Ich wehre mich nur gegen den Vorwurf, es gebe in Bayern eine Nulllösung. Das ist nachweislich nicht der Fall.
Frau Zweite Vizepräsidentin Riess: Herr Staatssekretär, gestatten Sie eine Zwischenfrage der Frau Kollegin Paulig?
Herr Staatssekretär, können Sie dem Plenum darlegen, wie viele verheiratete oder allein erziehenden Frauen mit Kindern sich unter den anerkannten Altfällen befinden?
Staatssekretär Regensburger (Innenministerium) : Nein, das habe ich nicht parat. Ich bitte um Nachsicht, dass ich nicht auf alle Fragen vorbereitet sein kann.
Es ist ein totaler Unsinn, Herr Kollege Schindler – ich muss das so deutlich bezeichnen –, wenn Sie uns vorwerfen, wir würden mit dem Vollzug der Altfallregelung an den Unterstützerkreisen Rache nehmen. Solche Motive und Gefühle liegen uns fern. Wir versuchen, das Ganze mit möglichst wenig Emotion zu machen und bei der Sachlichkeit zu bleiben. Das unterscheidet uns von Ihnen.
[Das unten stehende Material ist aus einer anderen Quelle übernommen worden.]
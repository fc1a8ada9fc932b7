/*
 * Copyright (c) 2023.
 *
 * This software is free software;
 *
 * You can redistribute it or modify it under terms of the MIT, Apache License or Zlib license
 */

//! Image bit depth information

/// The image bit depth.
///
/// PNG supports lower depths for grayscale and palette images
/// but the encoder only deals with byte aligned samples, so only
/// eight and sixteen bit samples are representable.
#[derive(Copy, Clone, Debug, Eq, PartialEq, Default)]
pub enum BitDepth {
    /// Eight bit depth.
    ///
    /// Each sample occupies one byte
    #[default]
    Eight,
    /// Sixteen bit depth
    ///
    /// Each sample occupies two bytes, stored in big endian
    /// order inside the pixel buffer handed to the encoder.
    Sixteen
}

impl BitDepth {
    /// Create a bit depth from the number of bits per sample
    ///
    /// Returns `None` for anything other than 8 or 16
    ///
    /// # Example
    /// ```
    /// use parpng_core::bit_depth::BitDepth;
    /// assert_eq!(BitDepth::from_bits(16), Some(BitDepth::Sixteen));
    /// assert_eq!(BitDepth::from_bits(4), None);
    /// ```
    pub const fn from_bits(bits: u8) -> Option<BitDepth> {
        match bits {
            8 => Some(BitDepth::Eight),
            16 => Some(BitDepth::Sixteen),
            _ => None
        }
    }

    /// Size of a single sample in bytes
    pub const fn size_of(self) -> usize {
        match self {
            Self::Eight => 1,
            Self::Sixteen => 2
        }
    }

    /// Number of bits in a single sample, as written in the IHDR chunk
    pub const fn bit_size(self) -> u8 {
        match self {
            Self::Eight => 8,
            Self::Sixteen => 16
        }
    }

    /// Get the max value supported by the bit depth
    pub const fn max_value(self) -> u16 {
        match self {
            Self::Eight => (1 << 8) - 1,
            Self::Sixteen => u16::MAX
        }
    }
}
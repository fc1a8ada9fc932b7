/*
 * Copyright (c) 2023.
 *
 * This software is free software;
 *
 * You can redistribute it or modify it under terms of the MIT, Apache License or Zlib license
 */

//! Image colorspace information

/// Colorspaces a png encoder can write without conversion
#[allow(clippy::upper_case_acronyms)]
#[derive(Copy, Clone, Debug, Eq, PartialEq)]
pub enum ColorSpace {
    /// Grayscale colorspace
    Luma,
    /// Grayscale with alpha colorspace
    LumaA,
    /// Red, Green , Blue
    RGB,
    /// Red, Green, Blue, Alpha
    RGBA
}

impl ColorSpace {
    /// Number of color channels present for a certain colorspace
    ///
    /// E.g. RGB returns 3 since it contains R,G and B colors to make up a pixel
    pub const fn num_components(&self) -> usize {
        match self {
            Self::Luma => 1,
            Self::LumaA => 2,
            Self::RGB => 3,
            Self::RGBA => 4
        }
    }

    /// Map a channel count to the colorspace a png stores it as
    ///
    /// # Example
    /// ```
    /// use parpng_core::colorspace::ColorSpace;
    /// assert_eq!(ColorSpace::from_num_components(2), Some(ColorSpace::LumaA));
    /// assert_eq!(ColorSpace::from_num_components(5), None);
    /// ```
    pub const fn from_num_components(components: u8) -> Option<ColorSpace> {
        match components {
            1 => Some(Self::Luma),
            2 => Some(Self::LumaA),
            3 => Some(Self::RGB),
            4 => Some(Self::RGBA),
            _ => None
        }
    }
}
/*
 * Copyright (c) 2023.
 *
 * This software is free software; You can redistribute it or modify it under terms of the MIT, Apache License or Zlib license
 */

/// The eight byte signature every png starts with
pub const PNG_SIGNATURE: u64 = u64::from_be_bytes([137, 80, 78, 71, 13, 10, 26, 10]);

/// Largest payload placed in a single IDAT chunk
pub const MAX_IDAT_LEN: usize = 1 << 20;

/// Largest width or height a png may declare
pub const MAX_DIMENSION: u32 = (1 << 31) - 1;

/// Longest keyword allowed in text chunks
pub const MAX_KEYWORD_LEN: usize = 79;
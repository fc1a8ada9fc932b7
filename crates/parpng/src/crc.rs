/*
 * Copyright (c) 2023.
 *
 * This software is free software; You can redistribute it or modify it under terms of the MIT, Apache License or Zlib license
 */

//! CRC-32 as used by png chunks (ISO 3309, reflected, polynomial 0xEDB88320)

const CRC_TABLE: [[u32; 256]; 8] = make_tables();

const fn make_tables() -> [[u32; 256]; 8] {
    let mut tables = [[0_u32; 256]; 8];
    let mut n = 0;

    while n < 256 {
        let mut c = n as u32;
        let mut k = 0;
        while k < 8 {
            c = if c & 1 != 0 { 0xEDB8_8320 ^ (c >> 1) } else { c >> 1 };
            k += 1;
        }
        tables[0][n] = c;
        n += 1;
    }
    n = 0;
    while n < 256 {
        let mut t = 1;
        while t < 8 {
            let prev = tables[t - 1][n];
            tables[t][n] = (prev >> 8) ^ tables[0][(prev & 0xFF) as usize];
            t += 1;
        }
        n += 1;
    }
    tables
}

/// Update a running crc with `data`, eight bytes at a time
///
/// The running value is not inverted, start with `u32::MAX` and
/// invert the final result.
pub fn calc_crc_with_bytes(data: &[u8], mut crc: u32) -> u32 {
    let mut chunks = data.chunks_exact(8);

    for chunk in chunks.by_ref() {
        let lo = u32::from_le_bytes([chunk[0], chunk[1], chunk[2], chunk[3]]) ^ crc;
        let hi = u32::from_le_bytes([chunk[4], chunk[5], chunk[6], chunk[7]]);

        crc = CRC_TABLE[7][(lo & 0xFF) as usize]
            ^ CRC_TABLE[6][((lo >> 8) & 0xFF) as usize]
            ^ CRC_TABLE[5][((lo >> 16) & 0xFF) as usize]
            ^ CRC_TABLE[4][(lo >> 24) as usize]
            ^ CRC_TABLE[3][(hi & 0xFF) as usize]
            ^ CRC_TABLE[2][((hi >> 8) & 0xFF) as usize]
            ^ CRC_TABLE[1][((hi >> 16) & 0xFF) as usize]
            ^ CRC_TABLE[0][(hi >> 24) as usize];
    }
    for &byte in chunks.remainder() {
        crc = (crc >> 8) ^ CRC_TABLE[0][((crc ^ u32::from(byte)) & 0xFF) as usize];
    }
    crc
}

/// Crc of a complete buffer
#[cfg(test)]
pub fn calc_crc(data: &[u8]) -> u32 {
    !calc_crc_with_bytes(data, u32::MAX)
}
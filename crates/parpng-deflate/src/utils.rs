/// Largest prime below 2^16, the modulus of Adler-32
const ADLER_BASE: u64 = 65521;

/// Calculate the Adler-32 checksum of `data`
#[cfg(feature = "zlib")]
pub fn calc_adler_hash(data: &[u8]) -> u32 {
    use simd_adler32::Adler32;

    let mut hasher = Adler32::new();

    hasher.write(data);

    hasher.finish()
}

/// Combine the Adler-32 of two consecutive buffers
///
/// Given `adler1` of buffer `A` and `adler2` of buffer `B` (which is
/// `len2` bytes long), returns the Adler-32 of `A` followed by `B`
/// without touching the data again.
///
/// # Example
/// ```
/// use parpng_deflate::{adler32_combine, calc_adler_hash};
///
/// let (a, b) = (b"Hello ".as_slice(), b"world".as_slice());
/// let combined = adler32_combine(calc_adler_hash(a), calc_adler_hash(b), b.len());
/// assert_eq!(combined, calc_adler_hash(b"Hello world"));
/// ```
pub fn adler32_combine(adler1: u32, adler2: u32, len2: usize) -> u32 {
    let rem = (len2 as u64) % ADLER_BASE;

    let a1 = u64::from(adler1 & 0xFFFF);
    let b1 = u64::from(adler1 >> 16);
    let a2 = u64::from(adler2 & 0xFFFF);
    let b2 = u64::from(adler2 >> 16);

    // a = a1 + a2 - 1, b = b1 + b2 + rem * a1 - rem (all mod BASE)
    let sum1 = (a1 + a2 + ADLER_BASE - 1) % ADLER_BASE;
    let sum2 = (b1 + b2 + rem * a1 + ADLER_BASE - rem) % ADLER_BASE;

    (sum1 | (sum2 << 16)) as u32
}
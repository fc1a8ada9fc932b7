/*
 * Copyright (c) 2023.
 *
 * This software is free software; You can redistribute it or modify it under terms of the MIT, Apache License or Zlib license
 */

//! Output must not depend on the number of threads, and the band
//! layout must not change the decoded pixels

use nanorand::Rng;
use parpng::{encode_to_vec, ImageDescriptor, PngEncoder, WorkerPool};
use parpng_core::options::{CompressionLevel, EncoderOptions, Strategy};

fn decode_ref(data: &[u8]) -> Vec<u8> {
    let decoder = png::Decoder::new(data);
    let mut reader = decoder.read_info().unwrap();

    let mut buf = vec![0; reader.output_buffer_size()];
    let info = reader.next_frame(&mut buf).unwrap();
    buf.truncate(info.buffer_size());
    buf
}

fn test_image() -> (Vec<u8>, ImageDescriptor) {
    let (width, height) = (257_usize, 301_usize);
    let mut rng = nanorand::WyRand::new_seed(2023);
    let mut pixels = vec![0_u8; width * height * 4];

    for (i, px) in pixels.iter_mut().enumerate() {
        let noise: u8 = rng.generate_range(0..16);
        *px = ((i / 4 % width) as u8 ^ (i / (4 * width)) as u8).wrapping_add(noise);
    }
    (pixels, ImageDescriptor::new(width as u32, height as u32, 8, 4))
}

#[test]
fn identical_bytes_for_any_thread_count() {
    let (pixels, desc) = test_image();

    for strategy in [Strategy::Adaptive, Strategy::Huffman, Strategy::Fixed] {
        let base = EncoderOptions::new(CompressionLevel::Default, strategy).set_chunk_size(32 * 1024);
        let reference = encode_to_vec(&pixels, desc, base.set_num_threads(1)).unwrap();

        for threads in [2, 3, 8, 0] {
            let png = encode_to_vec(&pixels, desc, base.set_num_threads(threads)).unwrap();
            assert!(png == reference, "{strategy:?} differs with {threads} threads");
        }
    }
}

#[test]
fn injected_pool_overrides_thread_option() {
    let (pixels, desc) = test_image();
    let options = EncoderOptions::default()
        .set_band_rows(Some(16))
        .set_num_threads(1);

    let reference = encode_to_vec(&pixels, desc, options).unwrap();

    let mut encoder = PngEncoder::new(&pixels, desc, options);
    encoder.set_pool(WorkerPool::new(5));

    let mut png = Vec::new();
    encoder.encode(&mut png).unwrap();
    assert!(png == reference);
}

#[test]
fn band_layout_does_not_change_pixels() {
    let (pixels, desc) = test_image();
    let mut sizes = Vec::new();

    for band_rows in [None, Some(1), Some(7), Some(64), Some(10_000)] {
        let options = EncoderOptions::default()
            .set_band_rows(band_rows)
            .set_num_threads(4);
        let png = encode_to_vec(&pixels, desc, options).unwrap();

        assert_eq!(decode_ref(&png), pixels, "band rows {band_rows:?}");
        sizes.push(png.len());
    }
    // one row per band restarts the dictionary on every row
    assert!(sizes[1] > sizes[4]);
}

#[test]
fn repeated_encodes_are_identical() {
    let (pixels, desc) = test_image();
    let options = EncoderOptions::default().set_num_threads(4);

    let mut encoder = PngEncoder::new(&pixels, desc, options);
    let mut first = Vec::new();
    let mut second = Vec::new();

    encoder.encode(&mut first).unwrap();
    encoder.encode(&mut second).unwrap();
    assert!(first == second);
}
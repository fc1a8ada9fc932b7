/*
 * Copyright (c) 2023.
 *
 * This software is free software; You can redistribute it or modify it under terms of the MIT, Apache License or Zlib license
 */

use std::io::Write;

use parpng::{encode_png, encode_u16_png, EncodeState, ImageDescriptor, PngEncodeErrors, PngEncoder};
use parpng_core::bytestream::{ByteIoError, ByteSink, WriteSink};
use parpng_core::options::EncoderOptions;

/// Accepts `budget` bytes, then reports zero progress
struct StallingSink {
    budget:  usize,
    written: Vec<u8>
}

impl ByteSink for StallingSink {
    fn write_bytes(&mut self, buf: &[u8]) -> Result<usize, ByteIoError> {
        let n = buf.len().min(self.budget);
        self.written.extend_from_slice(&buf[..n]);
        self.budget -= n;
        Ok(n)
    }

    fn flush_bytes(&mut self) -> Result<(), ByteIoError> {
        Ok(())
    }
}

/// A writer that fails every write
struct FailingWriter;

impl Write for FailingWriter {
    fn write(&mut self, _: &[u8]) -> std::io::Result<usize> {
        Err(std::io::Error::new(std::io::ErrorKind::BrokenPipe, "pipe closed"))
    }

    fn flush(&mut self) -> std::io::Result<()> {
        Ok(())
    }
}

#[test]
fn short_stride_is_invalid_layout() {
    let data = vec![0_u8; 1000];
    let desc = ImageDescriptor::new(10, 10, 8, 3).set_row_stride(29);

    let mut out = Vec::new();
    let err = encode_png(&data, desc, EncoderOptions::default(), &mut out).unwrap_err();

    assert!(matches!(err, PngEncodeErrors::InvalidLayout(_)), "{err:?}");
    assert!(out.is_empty());
}

#[test]
fn short_buffer_is_invalid_layout() {
    let data = vec![0_u8; 10 * 10 * 3 - 1];
    let mut out = Vec::new();
    let err = encode_png(&data, ImageDescriptor::new(10, 10, 8, 3), EncoderOptions::default(), &mut out)
        .unwrap_err();

    assert!(matches!(err, PngEncodeErrors::InvalidLayout(_)));
    assert!(out.is_empty());
}

#[test]
fn u16_entry_needs_sixteen_bit_descriptor() {
    let samples = vec![0_u16; 16];
    let mut out = Vec::new();
    let err = encode_u16_png(&samples, ImageDescriptor::new(4, 4, 8, 1), EncoderOptions::default(), &mut out)
        .unwrap_err();

    assert!(matches!(err, PngEncodeErrors::InvalidLayout(_)));
}

#[test]
fn u16_entry_rejects_odd_stride() {
    // 7 bytes per row would split the first sample of row 1
    let samples = [0x0102_u16, 0x0304, 0x0506, 0x0700, 0x0809, 0x0A0B, 0x0C0D];
    let desc = ImageDescriptor::new(3, 2, 16, 1).set_row_stride(7);

    let mut out = Vec::new();
    let err = encode_u16_png(&samples, desc, EncoderOptions::default(), &mut out).unwrap_err();

    assert!(matches!(err, PngEncodeErrors::InvalidLayout(_)));
    assert!(out.is_empty());

    // the same samples with an even stride encode fine
    let desc = ImageDescriptor::new(3, 2, 16, 1).set_row_stride(8);
    let samples = [0x0102_u16, 0x0304, 0x0506, 0x0000, 0x0809, 0x0A0B, 0x0C0D, 0x0000];
    assert!(encode_u16_png(&samples, desc, EncoderOptions::default(), &mut out).is_ok());
}

#[test]
fn sink_accepting_nothing() {
    let data = vec![3_u8; 16 * 16];

    for budget in [0, 20, 60] {
        let mut sink = StallingSink {
            budget,
            written: Vec::new()
        };
        let mut encoder = PngEncoder::new(&data, ImageDescriptor::new(16, 16, 8, 1), EncoderOptions::default());
        let err = encoder.encode(&mut sink).unwrap_err();

        assert!(matches!(err, PngEncodeErrors::EncodeIoError(_)), "{err:?}");
        assert_eq!(encoder.state(), EncodeState::Failed);
        // what made it out stays there
        assert_eq!(sink.written.len(), budget);
    }
}

#[test]
fn fixed_buffer_too_small() {
    let data = vec![3_u8; 16 * 16];
    let mut storage = [0_u8; 40];
    let sink: &mut [u8] = &mut storage;

    let err = encode_png(&data, ImageDescriptor::new(16, 16, 8, 1), EncoderOptions::default(), sink)
        .unwrap_err();
    assert!(matches!(err, PngEncodeErrors::EncodeIoError(_)));
}

#[test]
fn failing_writer_is_sink_write_error() {
    let data = vec![3_u8; 16 * 16];
    let err = encode_png(
        &data,
        ImageDescriptor::new(16, 16, 8, 1),
        EncoderOptions::default(),
        WriteSink::new(FailingWriter)
    )
    .unwrap_err();

    assert!(matches!(err, PngEncodeErrors::SinkWriteError(_)), "{err:?}");
    assert!(err.to_string().contains("pipe closed"));
}

#[test]
fn write_sink_over_file_like_writer() {
    let data = vec![3_u8; 16 * 16];
    let mut sink = WriteSink::new(std::io::Cursor::new(Vec::new()));

    let written = encode_png(&data, ImageDescriptor::new(16, 16, 8, 1), EncoderOptions::default(), &mut sink)
        .unwrap();
    assert_eq!(written, sink.get_ref().get_ref().len());
}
Ich möchte aber auch klarstellen, dass, ob jemand auf Dauer in Deutschland bleiben kann, nicht davon abhängig sein kann, ob sich nun gerade mehr oder weniger zufällig einer oder mehrere Unterstützerkreise dafür einsetzen. Das kann und darf kein Maßstab für solche Entscheidungen sein.